The government appears to be increasing its enforcement efforts regarding cybersecurity risks. A three-judge panel of the U.S Court of Appeals for the Third Circuit recently held the FTC may bring a claim that a company’s allegedly inadequate data security practices constitute an “unfair” business practice in violation of Section 5 of the Federal Trade Commission Act, despite the absence of formal rulemaking.
In addition to the FTC, the SEC has signaled that it is closely monitoring public companies’ disclosures about their cybersecurity. Although the SEC’s last formal guidance on cybersecurity disclosure issues for public companies was in 2011, since then it has held a major roundtable on the issue, and has issued specific cybersecurity guidance to registered advisers following an examination sweep. The SEC’s enforcement division also has launched investigations following major breaches, focused on whether the companies adequately disclosed risks of a cyber attack, had proper internal controls, and provided adequate disclosure following the breach. Following one of those investigations, into the breach of Target Corporation in 2013, the SEC concluded its investigation without charges, according to Target’s August 25, 2015 10‑Q filing.
Although the SEC has yet to bring an enforcement action against a public company for sub-par cyber disclosures, the enforcement division did recently bring a major case against 32 individuals who illegally profited by over $100 million by hacking into news wires and stealing advance copies of companies’ earnings releases. This action highlights the varied ways that cyber vulnerabilities can be used to harm public companies and investors, and demonstrates the SEC’s resolve to investigate and bring enforcement cases in the cyber space.
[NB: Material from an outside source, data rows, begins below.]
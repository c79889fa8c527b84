//! Queue engine: keyed locking, priority selection, presentation, and the
//! push / pop / execute / restart operations over a persisted document.

mod engine;
pub mod locks;
pub mod presentation;
pub mod selector;

pub use engine::{EngineSettings, QueueEngine};
pub use locks::KeyedLocks;
pub use presentation::{PresentationDefaults, QueueListing, QueueView};
pub use selector::select;

use serde::Serialize;

use crate::domain::{Comment, Task, TaskId};

/// Result of `push`.
#[derive(Debug, Clone, PartialEq, Serialize)]
#[serde(rename_all = "camelCase")]
pub struct PushReceipt {
    /// The task in its latest state (completed / failed when auto-dispatched).
    pub task: Task,
    /// `insert_comment` of the target queue.
    pub insert_comment: Option<String>,
    pub dispatch: Dispatch,
}

/// What happened to a pushed task right after insertion.
#[derive(Debug, Clone, PartialEq, Serialize)]
#[serde(tag = "state", content = "detail", rename_all = "snake_case")]
pub enum Dispatch {
    /// Left in its queue.
    Queued,
    /// Auto-dispatched and succeeded with this result.
    Completed(serde_json::Value),
    /// Auto-dispatched and the executor failed.
    Failed(String),
}

/// Where a popped task came from.
#[derive(Debug, Clone, PartialEq, Eq, Serialize)]
#[serde(tag = "kind", content = "label", rename_all = "snake_case")]
pub enum PopSource {
    /// Already in flight from this queue; nothing was claimed.
    Working(String),
    /// Freshly claimed from this queue.
    Queue(String),
}

/// Outcome of an executable `pop_comment`.
#[derive(Debug, Clone, PartialEq, Serialize)]
#[serde(tag = "status", content = "value", rename_all = "snake_case")]
pub enum CommentOutcome {
    Executed(serde_json::Value),
    Failed(String),
}

/// Result of `pop`.
#[derive(Debug, Clone, PartialEq, Default, Serialize)]
#[serde(rename_all = "camelCase")]
pub struct PopResult {
    pub working_item: Option<Task>,
    pub source: Option<PopSource>,
    pub comment: Option<Comment>,
    pub comment_outcome: Option<CommentOutcome>,
}

impl PopResult {
    pub fn is_empty(&self) -> bool {
        self.working_item.is_none()
    }

    /// True when the task was claimed by this call.
    pub fn newly_claimed(&self) -> bool {
        matches!(self.source, Some(PopSource::Queue(_)))
    }
}

/// Result of `run_next`.
#[derive(Debug, Clone, PartialEq)]
pub enum RunNext {
    /// Nothing pending, nothing in flight.
    Idle,
    /// A task holds the working slot but was not executed here.
    Claimed(Task),
    Completed(Task),
    Failed { task_id: TaskId, error: String },
}
//! Per-key locks.
//!
//! Each store key gets its own `RwLock<()>`. Mutating operations hold the
//! write half for their whole read-modify-write; `peek` / `queue_status` /
//! `read` share the read half. Different keys never contend.
//!
//! An entry lives only while some guard or waiter holds it; idle entries are
//! dropped the next time any lock is requested.

use std::collections::HashMap;
use std::sync::{Arc, Mutex};

use tokio::sync::{OwnedRwLockReadGuard, OwnedRwLockWriteGuard, RwLock};

#[derive(Debug, Default)]
pub struct KeyedLocks {
    locks: Mutex<HashMap<String, Arc<RwLock<()>>>>,
}

impl KeyedLocks {
    pub fn new() -> Self {
        Self::default()
    }

    fn lock_for(&self, key: &str) -> Arc<RwLock<()>> {
        let mut locks = self
            .locks
            .lock()
            .unwrap_or_else(|poisoned| poisoned.into_inner());
        locks.retain(|held, lock| held == key || Arc::strong_count(lock) > 1);
        Arc::clone(locks.entry(key.to_string()).or_default())
    }

    /// Exclusive access to `key`.
    pub async fn write(&self, key: &str) -> OwnedRwLockWriteGuard<()> {
        self.lock_for(key).write_owned().await
    }

    /// Shared access to `key`.
    pub async fn read(&self, key: &str) -> OwnedRwLockReadGuard<()> {
        self.lock_for(key).read_owned().await
    }

    pub fn len(&self) -> usize {
        self.locks
            .lock()
            .unwrap_or_else(|poisoned| poisoned.into_inner())
            .len()
    }

    pub fn is_empty(&self) -> bool {
        self.len() == 0
    }
}

#[cfg(test)]
mod tests {
    use super::*;
    use std::time::Duration;

    #[tokio::test]
    async fn same_key_is_exclusive() {
        let locks = KeyedLocks::new();
        let _held = locks.write("a").await;

        let second = tokio::time::timeout(Duration::from_millis(50), locks.write("a")).await;
        assert!(second.is_err());
    }

    #[tokio::test]
    async fn different_keys_do_not_contend() {
        let locks = KeyedLocks::new();
        let _a = locks.write("a").await;

        let b = tokio::time::timeout(Duration::from_millis(50), locks.write("b")).await;
        assert!(b.is_ok());
        assert_eq!(locks.len(), 2);
    }

    #[tokio::test]
    async fn idle_keys_are_pruned() {
        let locks = KeyedLocks::new();
        for key in ["a", "b", "c"] {
            drop(locks.write(key).await);
        }
        let _held = locks.read("d").await;
        assert_eq!(locks.len(), 1);

        let _other = locks.write("e").await;
        assert_eq!(locks.len(), 2);
    }

    #[tokio::test]
    async fn readers_share_but_exclude_writers() {
        let locks = KeyedLocks::new();
        let _r1 = locks.read("a").await;

        let r2 = tokio::time::timeout(Duration::from_millis(50), locks.read("a")).await;
        assert!(r2.is_ok());

        let w = tokio::time::timeout(Duration::from_millis(50), locks.write("a")).await;
        assert!(w.is_err());
    }
}
//! EngineBuilder - QueueEngine の構築とワイヤリング
//!
//! # 方針
//! - 起動時検証（Fail-fast 設計）: store が無ければ build() が失敗する
//! - executor / comment hook / clock / id generator は任意

use std::path::PathBuf;
use std::sync::Arc;

use crate::config::{ConfigError, EngineConfig};
use crate::impls::{DefaultTaskExecutor, JsonFileStore, RunnableHook};
use crate::ports::{Clock, CommentHook, IdGenerator, StateStore, SystemClock, TaskExecutor, UlidGenerator};
use crate::queue::QueueEngine;

/// EngineBuilder は QueueEngine を構築
///
/// # 使用例
/// ```ignore
/// let engine = EngineBuilder::new()
///     .config(config)
///     .file_store(".spindle")
///     .default_executor()
///     .build()?;
/// ```
pub struct EngineBuilder {
    store: Option<Arc<dyn StateStore>>,
    executor: Option<Arc<dyn TaskExecutor>>,
    comment_hook: Option<Arc<dyn CommentHook>>,
    clock: Option<Arc<dyn Clock>>,
    ids: Option<Arc<dyn IdGenerator>>,
    config: EngineConfig,
}

/// BuildError は構築時のエラー
#[derive(Debug, thiserror::Error)]
pub enum BuildError {
    #[error("no state store configured; call `store()` or `file_store()` before `build()`")]
    MissingStore,

    #[error(transparent)]
    Config(#[from] ConfigError),
}

impl EngineBuilder {
    pub fn new() -> Self {
        Self {
            store: None,
            executor: None,
            comment_hook: None,
            clock: None,
            ids: None,
            config: EngineConfig::default(),
        }
    }

    pub fn config(mut self, config: EngineConfig) -> Self {
        self.config = config;
        self
    }

    pub fn store(mut self, store: Arc<dyn StateStore>) -> Self {
        self.store = Some(store);
        self
    }

    /// JSON files under `root`.
    pub fn file_store(self, root: impl Into<PathBuf>) -> Self {
        self.store(Arc::new(JsonFileStore::new(root)))
    }

    pub fn executor(mut self, executor: Arc<dyn TaskExecutor>) -> Self {
        self.executor = Some(executor);
        self
    }

    pub fn comment_hook(mut self, hook: Arc<dyn CommentHook>) -> Self {
        self.comment_hook = Some(hook);
        self
    }

    /// `DefaultTaskExecutor` with builtins, rooted at `[executor] working_dir`,
    /// used both as the task executor and as the comment hook.
    pub fn default_executor(self) -> Self {
        let executor = DefaultTaskExecutor::with_builtins(self.config.executor.working_dir.clone());
        self.comment_hook(Arc::new(RunnableHook::new(executor.clone())))
            .executor(Arc::new(executor))
    }

    pub fn clock(mut self, clock: Arc<dyn Clock>) -> Self {
        self.clock = Some(clock);
        self
    }

    pub fn id_generator(mut self, ids: Arc<dyn IdGenerator>) -> Self {
        self.ids = Some(ids);
        self
    }

    /// 検証してから QueueEngine を生成
    ///
    /// - config が不正なら BuildError::Config
    /// - store が無ければ BuildError::MissingStore
    pub fn build(self) -> Result<QueueEngine, BuildError> {
        self.config.validate()?;
        let store = self.store.ok_or(BuildError::MissingStore)?;

        let clock = self.clock.unwrap_or_else(|| Arc::new(SystemClock));
        let ids = self
            .ids
            .unwrap_or_else(|| Arc::new(UlidGenerator::new(Arc::clone(&clock))));

        let mut engine = QueueEngine::new(store)
            .with_clock(clock)
            .with_id_generator(ids)
            .with_settings(self.config.engine_settings());
        if let Some(executor) = self.executor {
            engine = engine.with_executor(executor);
        }
        if let Some(hook) = self.comment_hook {
            engine = engine.with_comment_hook(hook);
        }
        Ok(engine)
    }
}

impl Default for EngineBuilder {
    fn default() -> Self {
        Self::new()
    }
}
The Bottom Line: Recently, SEC Commissioner Luis Aguilar declared that “cybersecurity is one of the defining issues of our time.” With the FTC and the SEC each seeking to expand their reach in this area, companies should focus extra attention on ensuring that their organizations maintain the most up-to-date defenses against cyber criminals, and that any public disclosures before or after a breach incident are fully accurate.